Regular Expression Matching with a Trigram Index (2012)

secure · on Feb 7, 2023

Debian Code Search is based on this work! :)

https://codesearch.debian.net/

(If you want a lot more details, check out my thesis on it: https://codesearch.debian.net/research/bsc-thesis.pdf)

donio · on Feb 7, 2023

plocate is another nice simple use case of a trigram index. It's a faster version of the classic locate/slocate/mlocate tools.

https://plocate.sesse.net/

JoeyBananas · on Feb 7, 2023

searching for dirty words is very fun

zelphirkalt · on Feb 7, 2023

I have seen the term "trigram" twice today on HN. I am familiar with the term only for something like on the South Korean flag [1]. Interesting to see this being used for a special case of n-grams in language processing.

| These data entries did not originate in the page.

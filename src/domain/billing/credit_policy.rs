//! Credit grants for paid orders and the monthly top-up of yearly plans.
//!
//! Only new subscriptions and renewal cycles carry credits. Monthly plans
//! grant on every paid order. Yearly plans receive a first month from the
//! order only when the user has no billing period recorded yet; after that
//! [`CreditGrantPolicy::yearly_top_up`] grants one month of credits per
//! elapsed reset date.

use std::sync::Arc;

use crate::domain::foundation::{Timestamp, UserId};
use crate::domain::user::UserRecord;

use super::plans::{BillingInterval, PlanCatalog, PlanId};
use super::polar_event::OrderSnapshot;
use super::subscription::evaluate_subscription;

pub const MONTHLY_GRANT_DESCRIPTION: &str = "subscription_credits";
pub const YEARLY_INITIAL_GRANT_DESCRIPTION: &str = "subscription_credits_yearly_initial";
pub const YEARLY_MONTHLY_GRANT_DESCRIPTION: &str = "subscription_credits_yearly_monthly";

/// A period of at least this many days is a yearly subscription.
const YEARLY_PERIOD_MIN_DAYS: i64 = 300;

/// Most months granted in one catch-up.
pub const MAX_CATCH_UP_GRANTS: u32 = 12;

/// Why an order produced no grant.
#[derive(Debug, Clone, PartialEq, Eq)]
pub enum SkipReason {
    /// Billing reason absent or not a subscription create/cycle.
    IneligibleReason(Option<String>),
    /// No user id or order id on the payload.
    MissingAttribution,
    /// Product id absent or not in the catalogue.
    UnknownProduct(Option<String>),
    /// Plan carries no credits.
    NoCredits(PlanId),
    /// No local user row answers to the id.
    UnknownUser(UserId),
    /// A transaction already references this order.
    AlreadyGranted(String),
    /// Yearly plan with period metadata; the monthly granter handles it.
    GrantedMonthly(PlanId),
}

/// A grant-eligible order, resolved against the catalogue.
#[derive(Debug, Clone, PartialEq, Eq)]
pub struct GrantRequest {
    pub user_id: UserId,
    pub order_id: String,
    pub plan: PlanId,
    pub interval: BillingInterval,
    pub amount: i64,
}

#[derive(Debug, Clone, PartialEq, Eq)]
pub enum GrantDecision {
    Grant {
        user_id: UserId,
        amount: i64,
        reset_date: Timestamp,
        reference_id: String,
        description: &'static str,
        balance_after: i64,
    },
    Skip(SkipReason),
}

/// Outcome of [`CreditGrantPolicy::yearly_top_up`].
///
/// `amount` is zero when only the reset date moves up to the period start.
#[derive(Debug, Clone, PartialEq, Eq)]
pub struct YearlyTopUp {
    pub plan: PlanId,
    pub months: u32,
    pub amount: i64,
    pub reset_date: Timestamp,
}

#[derive(Debug, Clone)]
pub struct CreditGrantPolicy {
    catalog: Arc<PlanCatalog>,
}

impl CreditGrantPolicy {
    pub fn new(catalog: Arc<PlanCatalog>) -> Self {
        Self { catalog }
    }

    pub fn catalog(&self) -> &PlanCatalog {
        &self.catalog
    }

    /// Checks the payload-only preconditions.
    pub fn screen(&self, order: &OrderSnapshot) -> Result<GrantRequest, SkipReason> {
        match &order.billing_reason {
            Some(reason) if reason.grants_credits() => {}
            other => {
                return Err(SkipReason::IneligibleReason(
                    other.as_ref().map(|r| r.as_str().to_string()),
                ))
            }
        }

        let (Some(user_id), Some(order_id)) = (order.user_id.clone(), order.order_id.clone()) else {
            return Err(SkipReason::MissingAttribution);
        };

        let product_id = order.product_id.as_deref();
        let resolved = product_id.and_then(|p| {
            Some((
                self.catalog.plan_for_product(p)?,
                self.catalog.interval_for_product(p)?,
            ))
        });
        let Some((plan, interval)) = resolved else {
            return Err(SkipReason::UnknownProduct(order.product_id.clone()));
        };

        let amount = self.catalog.credits_for_plan(plan);
        if amount <= 0 {
            return Err(SkipReason::NoCredits(plan));
        }

        Ok(GrantRequest {
            user_id,
            order_id,
            plan,
            interval,
            amount,
        })
    }

    /// Decides the grant for a screened request against the user's row.
    ///
    /// The caller has already checked that no transaction references the
    /// order.
    pub fn decide(&self, request: &GrantRequest, user: &UserRecord, now: Timestamp) -> GrantDecision {
        let description = match request.interval {
            BillingInterval::Year if !user.lacks_period_metadata() => {
                return GrantDecision::Skip(SkipReason::GrantedMonthly(request.plan));
            }
            BillingInterval::Year => YEARLY_INITIAL_GRANT_DESCRIPTION,
            BillingInterval::Month => MONTHLY_GRANT_DESCRIPTION,
        };

        GrantDecision::Grant {
            user_id: user.id.clone(),
            amount: request.amount,
            reset_date: now.add_months(1),
            reference_id: request.order_id.clone(),
            description,
            balance_after: user.balance().remaining + request.amount,
        }
    }

    /// Monthly credits owed to an active yearly subscriber.
    ///
    /// The reset date never trails `current_period_start`. Every reset
    /// date at or before `now` earns one month of the plan's credits, up to
    /// [`MAX_CATCH_UP_GRANTS`], and the new reset date is one calendar month
    /// past the last one granted.
    ///
    /// Returns `None` when nothing changes: inactive or non-yearly
    /// subscriptions, unknown tiers, plans without credits, or a reset date
    /// still in the future.
    pub fn yearly_top_up(&self, user: &UserRecord, now: Timestamp) -> Option<YearlyTopUp> {
        if !evaluate_subscription(Some(user)) {
            return None;
        }
        let (Some(start), Some(end)) = (user.current_period_start, user.current_period_end) else {
            return None;
        };
        if (*end.as_datetime() - *start.as_datetime()).num_days() < YEARLY_PERIOD_MIN_DAYS {
            return None;
        }
        let plan = user.subscription_tier.as_deref().and_then(PlanId::parse)?;
        let monthly = self.catalog.credits_for_plan(plan);
        if monthly <= 0 {
            return None;
        }

        let (mut cursor, adjusted) = match user.credits_reset_date {
            Some(reset) if !reset.is_before(&start) => (reset, false),
            _ => (start, true),
        };

        let mut months = 0;
        while !cursor.is_after(&now) && months < MAX_CATCH_UP_GRANTS {
            months += 1;
            cursor = cursor.add_months(1);
        }

        if months == 0 && !adjusted {
            return None;
        }
        Some(YearlyTopUp {
            plan,
            months,
            amount: monthly * i64::from(months),
            reset_date: cursor,
        })
    }
}
//! Application configuration module
//!
//! Type-safe configuration loaded from environment variables using the
//! `config` and `dotenvy` crates. Variables carry the `STORYBOARD` prefix and
//! nested values are separated by double underscores.
//!
//! # Example
//!
//! ```no_run
//! use storyboard_billing::config::AppConfig;
//!
//! let config = AppConfig::load().expect("Failed to load configuration");
//! config.validate().expect("Invalid configuration");
//! ```

mod billing;
mod database;
mod error;
mod server;

pub use billing::{BillingConfig, PlanConfig, PlansConfig};
pub use database::DatabaseConfig;
pub use error::{ConfigError, ValidationError};
pub use server::{Environment, ServerConfig};

use serde::Deserialize;

/// Root application configuration
#[derive(Debug, Default, Deserialize)]
pub struct AppConfig {
    #[serde(default)]
    pub server: ServerConfig,

    /// PostgreSQL connection; absent means in-memory stores
    #[serde(default)]
    pub database: DatabaseConfig,

    /// Webhook secrets, retention and plan catalogue
    #[serde(default)]
    pub billing: BillingConfig,
}

impl AppConfig {
    /// Load configuration from environment variables
    ///
    /// `.env` is read first when present. Then:
    ///
    /// - `STORYBOARD__SERVER__PORT=8080` -> `server.port = 8080`
    /// - `STORYBOARD__DATABASE__URL=...` -> `database.url = ...`
    /// - `STORYBOARD__BILLING__WEBHOOK_SECRET=whsec_...` -> `billing.webhook_secret`
    pub fn load() -> Result<Self, ConfigError> {
        dotenvy::dotenv().ok();

        let config = config::Config::builder()
            .add_source(
                config::Environment::default()
                    .prefix("STORYBOARD")
                    .separator("__"),
            )
            .build()?
            .try_deserialize()?;

        Ok(config)
    }

    /// Semantic validation of every section.
    pub fn validate(&self) -> Result<(), ValidationError> {
        self.server.validate()?;
        self.database.validate(self.is_production())?;
        self.billing.validate()?;
        Ok(())
    }

    pub fn is_production(&self) -> bool {
        self.server.is_production()
    }
}
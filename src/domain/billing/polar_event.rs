//! Payment-provider webhook events, parsed into a strict internal form.
//!
//! The wire payload is loosely shaped: every field inside `data` is
//! optional and the customer may be nested under `data.customer` or sit
//! directly on `data`. Parsing resolves all of that once, at the boundary,
//! so handlers receive plain snapshots.

use std::fmt;

use chrono::{DateTime, Utc};
use serde::Deserialize;

use crate::domain::foundation::{Timestamp, UserId};

use super::errors::WebhookError;

/// Subscription lifecycle events.
#[derive(Debug, Clone, Copy, PartialEq, Eq, Hash)]
pub enum SubscriptionEvent {
    Created,
    Updated,
    Active,
    Canceled,
    Revoked,
    Uncanceled,
}

/// Event types the service knows how to dispatch.
#[derive(Debug, Clone, Copy, PartialEq, Eq, Hash)]
pub enum PolarEventType {
    Subscription(SubscriptionEvent),
    OrderPaid,
}

impl PolarEventType {
    /// Every handled type, in dispatch-table order.
    pub const ALL: [PolarEventType; 7] = [
        PolarEventType::Subscription(SubscriptionEvent::Created),
        PolarEventType::Subscription(SubscriptionEvent::Updated),
        PolarEventType::Subscription(SubscriptionEvent::Active),
        PolarEventType::Subscription(SubscriptionEvent::Canceled),
        PolarEventType::Subscription(SubscriptionEvent::Revoked),
        PolarEventType::Subscription(SubscriptionEvent::Uncanceled),
        PolarEventType::OrderPaid,
    ];

    /// Parses a wire type string; unknown types yield `None`.
    pub fn parse(value: &str) -> Option<Self> {
        let parsed = match value {
            "subscription.created" => Self::Subscription(SubscriptionEvent::Created),
            "subscription.updated" => Self::Subscription(SubscriptionEvent::Updated),
            "subscription.active" => Self::Subscription(SubscriptionEvent::Active),
            "subscription.canceled" => Self::Subscription(SubscriptionEvent::Canceled),
            "subscription.revoked" => Self::Subscription(SubscriptionEvent::Revoked),
            "subscription.uncanceled" => Self::Subscription(SubscriptionEvent::Uncanceled),
            "order.paid" => Self::OrderPaid,
            _ => return None,
        };
        Some(parsed)
    }

    pub fn as_str(&self) -> &'static str {
        match self {
            Self::Subscription(SubscriptionEvent::Created) => "subscription.created",
            Self::Subscription(SubscriptionEvent::Updated) => "subscription.updated",
            Self::Subscription(SubscriptionEvent::Active) => "subscription.active",
            Self::Subscription(SubscriptionEvent::Canceled) => "subscription.canceled",
            Self::Subscription(SubscriptionEvent::Revoked) => "subscription.revoked",
            Self::Subscription(SubscriptionEvent::Uncanceled) => "subscription.uncanceled",
            Self::OrderPaid => "order.paid",
        }
    }
}

impl fmt::Display for PolarEventType {
    fn fmt(&self, f: &mut fmt::Formatter<'_>) -> fmt::Result {
        f.write_str(self.as_str())
    }
}

/// Why the provider created an order.
#[derive(Debug, Clone, PartialEq, Eq)]
pub enum BillingReason {
    SubscriptionCreate,
    SubscriptionCycle,
    SubscriptionUpdate,
    Purchase,
    Other(String),
}

impl BillingReason {
    pub fn parse(value: &str) -> Self {
        match value {
            "subscription_create" => Self::SubscriptionCreate,
            "subscription_cycle" => Self::SubscriptionCycle,
            "subscription_update" => Self::SubscriptionUpdate,
            "purchase" => Self::Purchase,
            other => Self::Other(other.to_string()),
        }
    }

    pub fn as_str(&self) -> &str {
        match self {
            Self::SubscriptionCreate => "subscription_create",
            Self::SubscriptionCycle => "subscription_cycle",
            Self::SubscriptionUpdate => "subscription_update",
            Self::Purchase => "purchase",
            Self::Other(s) => s,
        }
    }

    /// Only new subscriptions and renewals carry credits.
    pub fn grants_credits(&self) -> bool {
        matches!(self, Self::SubscriptionCreate | Self::SubscriptionCycle)
    }
}

/// Resolved fields of a subscription payload.
#[derive(Debug, Clone, Default, PartialEq)]
pub struct SubscriptionSnapshot {
    pub subscription_id: Option<String>,
    pub customer_id: Option<String>,
    pub user_id: Option<UserId>,
    pub product_id: Option<String>,
    pub status: Option<String>,
    pub current_period_start: Option<Timestamp>,
    pub current_period_end: Option<Timestamp>,
    pub cancel_at_period_end: Option<bool>,
}

/// Resolved fields of an order payload.
#[derive(Debug, Clone, Default, PartialEq)]
pub struct OrderSnapshot {
    pub order_id: Option<String>,
    pub billing_reason: Option<BillingReason>,
    pub user_id: Option<UserId>,
    pub product_id: Option<String>,
    pub subscription_id: Option<String>,
}

/// Event payload, one variant per handled family.
#[derive(Debug, Clone, PartialEq)]
pub enum PolarEventKind {
    Subscription(SubscriptionEvent, SubscriptionSnapshot),
    OrderPaid(OrderSnapshot),
    Unhandled,
}

/// A verified, parsed webhook event.
#[derive(Debug, Clone, PartialEq)]
pub struct PolarEvent {
    /// Payload-level id, when the provider sends one.
    pub id: Option<String>,
    /// Raw `type` string as delivered.
    pub event_type: String,
    /// Payload-level timestamp string, used only for the idempotency key.
    pub timestamp: Option<String>,
    pub kind: PolarEventKind,
}

impl PolarEvent {
    /// Parses a verified body.
    ///
    /// # Errors
    ///
    /// `ParseError` if the body is not a JSON object with a string `type`.
    pub fn parse(body: &[u8]) -> Result<Self, WebhookError> {
        let raw: RawEvent =
            serde_json::from_slice(body).map_err(|e| WebhookError::ParseError(e.to_string()))?;

        if raw.event_type.trim().is_empty() {
            return Err(WebhookError::ParseError("event type is empty".to_string()));
        }

        let kind = match PolarEventType::parse(&raw.event_type) {
            Some(PolarEventType::Subscription(event)) => {
                let data: RawSubscription = decode_data(raw.data)?;
                PolarEventKind::Subscription(event, data.into_snapshot())
            }
            Some(PolarEventType::OrderPaid) => {
                let data: RawOrder = decode_data(raw.data)?;
                PolarEventKind::OrderPaid(data.into_snapshot())
            }
            None => PolarEventKind::Unhandled,
        };

        Ok(Self {
            id: raw.id.filter(|id| !id.trim().is_empty()),
            event_type: raw.event_type,
            timestamp: raw.timestamp.or(raw.created_at),
            kind,
        })
    }

    /// Dispatch key, `None` for unhandled types.
    pub fn handled_type(&self) -> Option<PolarEventType> {
        match &self.kind {
            PolarEventKind::Subscription(event, _) => Some(PolarEventType::Subscription(*event)),
            PolarEventKind::OrderPaid(_) => Some(PolarEventType::OrderPaid),
            PolarEventKind::Unhandled => None,
        }
    }
}

/// Key under which a delivery is claimed.
///
/// Prefers the signed `webhook-id` header, then the payload `id`, then
/// `type:timestamp`.
pub fn idempotency_key(header_id: Option<&str>, event: &PolarEvent) -> String {
    if let Some(id) = header_id.map(str::trim).filter(|id| !id.is_empty()) {
        return id.to_string();
    }
    if let Some(id) = &event.id {
        return id.clone();
    }
    format!(
        "{}:{}",
        event.event_type,
        event.timestamp.as_deref().unwrap_or_default()
    )
}

// ════════════════════════════════════════════════════════════════════════════
// Wire shapes
// ════════════════════════════════════════════════════════════════════════════

#[derive(Deserialize)]
struct RawEvent {
    #[serde(default)]
    id: Option<String>,
    #[serde(rename = "type")]
    event_type: String,
    #[serde(default)]
    data: Option<serde_json::Value>,
    #[serde(default)]
    timestamp: Option<String>,
    #[serde(default)]
    created_at: Option<String>,
}

#[derive(Deserialize, Default)]
struct RawCustomer {
    #[serde(default)]
    id: Option<String>,
    #[serde(default)]
    external_id: Option<String>,
}

#[derive(Deserialize, Default)]
struct RawProduct {
    #[serde(default)]
    id: Option<String>,
}

#[derive(Deserialize, Default)]
struct RawSubscription {
    #[serde(default)]
    id: Option<String>,
    #[serde(default)]
    status: Option<String>,
    #[serde(default)]
    customer_id: Option<String>,
    #[serde(default)]
    external_id: Option<String>,
    #[serde(default)]
    customer: Option<RawCustomer>,
    #[serde(default)]
    product_id: Option<String>,
    #[serde(default)]
    product: Option<RawProduct>,
    #[serde(default)]
    current_period_start: Option<String>,
    #[serde(default)]
    current_period_end: Option<String>,
    #[serde(default)]
    cancel_at_period_end: Option<bool>,
}

#[derive(Deserialize, Default)]
struct RawOrder {
    #[serde(default)]
    id: Option<String>,
    #[serde(default)]
    billing_reason: Option<String>,
    #[serde(default)]
    external_id: Option<String>,
    #[serde(default)]
    customer: Option<RawCustomer>,
    #[serde(default)]
    product_id: Option<String>,
    #[serde(default)]
    product: Option<RawProduct>,
    #[serde(default)]
    subscription_id: Option<String>,
}

fn decode_data<T>(data: Option<serde_json::Value>) -> Result<T, WebhookError>
where
    T: for<'de> Deserialize<'de> + Default,
{
    match data {
        None | Some(serde_json::Value::Null) => Ok(T::default()),
        Some(value) => {
            serde_json::from_value(value).map_err(|e| WebhookError::ParseError(e.to_string()))
        }
    }
}

fn non_blank(value: Option<String>) -> Option<String> {
    value
        .map(|v| v.trim().to_string())
        .filter(|v| !v.is_empty())
}

/// `customer.external_id` when a customer object is nested, else the
/// `external_id` on `data` itself.
fn resolve_user_id(customer: Option<&RawCustomer>, external_id: Option<String>) -> Option<UserId> {
    let external = match customer {
        Some(customer) => customer.external_id.clone(),
        None => external_id,
    };
    external.and_then(|id| UserId::new(id).ok())
}

fn resolve_product_id(product_id: Option<String>, product: Option<RawProduct>) -> Option<String> {
    non_blank(product_id).or_else(|| product.and_then(|p| non_blank(p.id)))
}

fn parse_timestamp(value: Option<String>) -> Option<Timestamp> {
    value
        .as_deref()
        .and_then(|v| DateTime::parse_from_rfc3339(v).ok())
        .map(|dt| Timestamp::from_datetime(dt.with_timezone(&Utc)))
}

impl RawSubscription {
    fn into_snapshot(self) -> SubscriptionSnapshot {
        let user_id = resolve_user_id(self.customer.as_ref(), self.external_id);
        let customer_id = non_blank(self.customer_id)
            .or_else(|| self.customer.and_then(|c| non_blank(c.id)));

        SubscriptionSnapshot {
            subscription_id: non_blank(self.id),
            customer_id,
            user_id,
            product_id: resolve_product_id(self.product_id, self.product),
            status: non_blank(self.status),
            current_period_start: parse_timestamp(self.current_period_start),
            current_period_end: parse_timestamp(self.current_period_end),
            cancel_at_period_end: self.cancel_at_period_end,
        }
    }
}

impl RawOrder {
    fn into_snapshot(self) -> OrderSnapshot {
        OrderSnapshot {
            order_id: non_blank(self.id),
            billing_reason: non_blank(self.billing_reason).map(|r| BillingReason::parse(&r)),
            user_id: resolve_user_id(self.customer.as_ref(), self.external_id),
            product_id: resolve_product_id(self.product_id, self.product),
            subscription_id: non_blank(self.subscription_id),
        }
    }
}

[1]: https://en.wikipedia.org/wiki/Bagua

tgv · on Feb 7, 2023

It's not really special. It used to be quite common, as well as bigrams (n=2). In the Roman alphabet, 3 characters give a fair trade-off between precision and recall, making them suitable to things like spelling error correction.

Everything old will be new again.

msm_ · on Feb 8, 2023

They also give you a good performance. I'm a maintainer of a specialised open-source 3gram database, and there's a lot of performance tricks you can do with 3grams. There are around 2*24 different 3grams (less if you only care about printable characters). This is small enough to pack into a single array on a modern computer. For example the file format I use has a header that reserves 8 bytes of data [1] for every possible 3gram - that's just 128MB of overhead per index, not a lot of disk storage. For 4grams, that's 32GB, much less acceptable even now. And 2grams are just not very useful for large datasets.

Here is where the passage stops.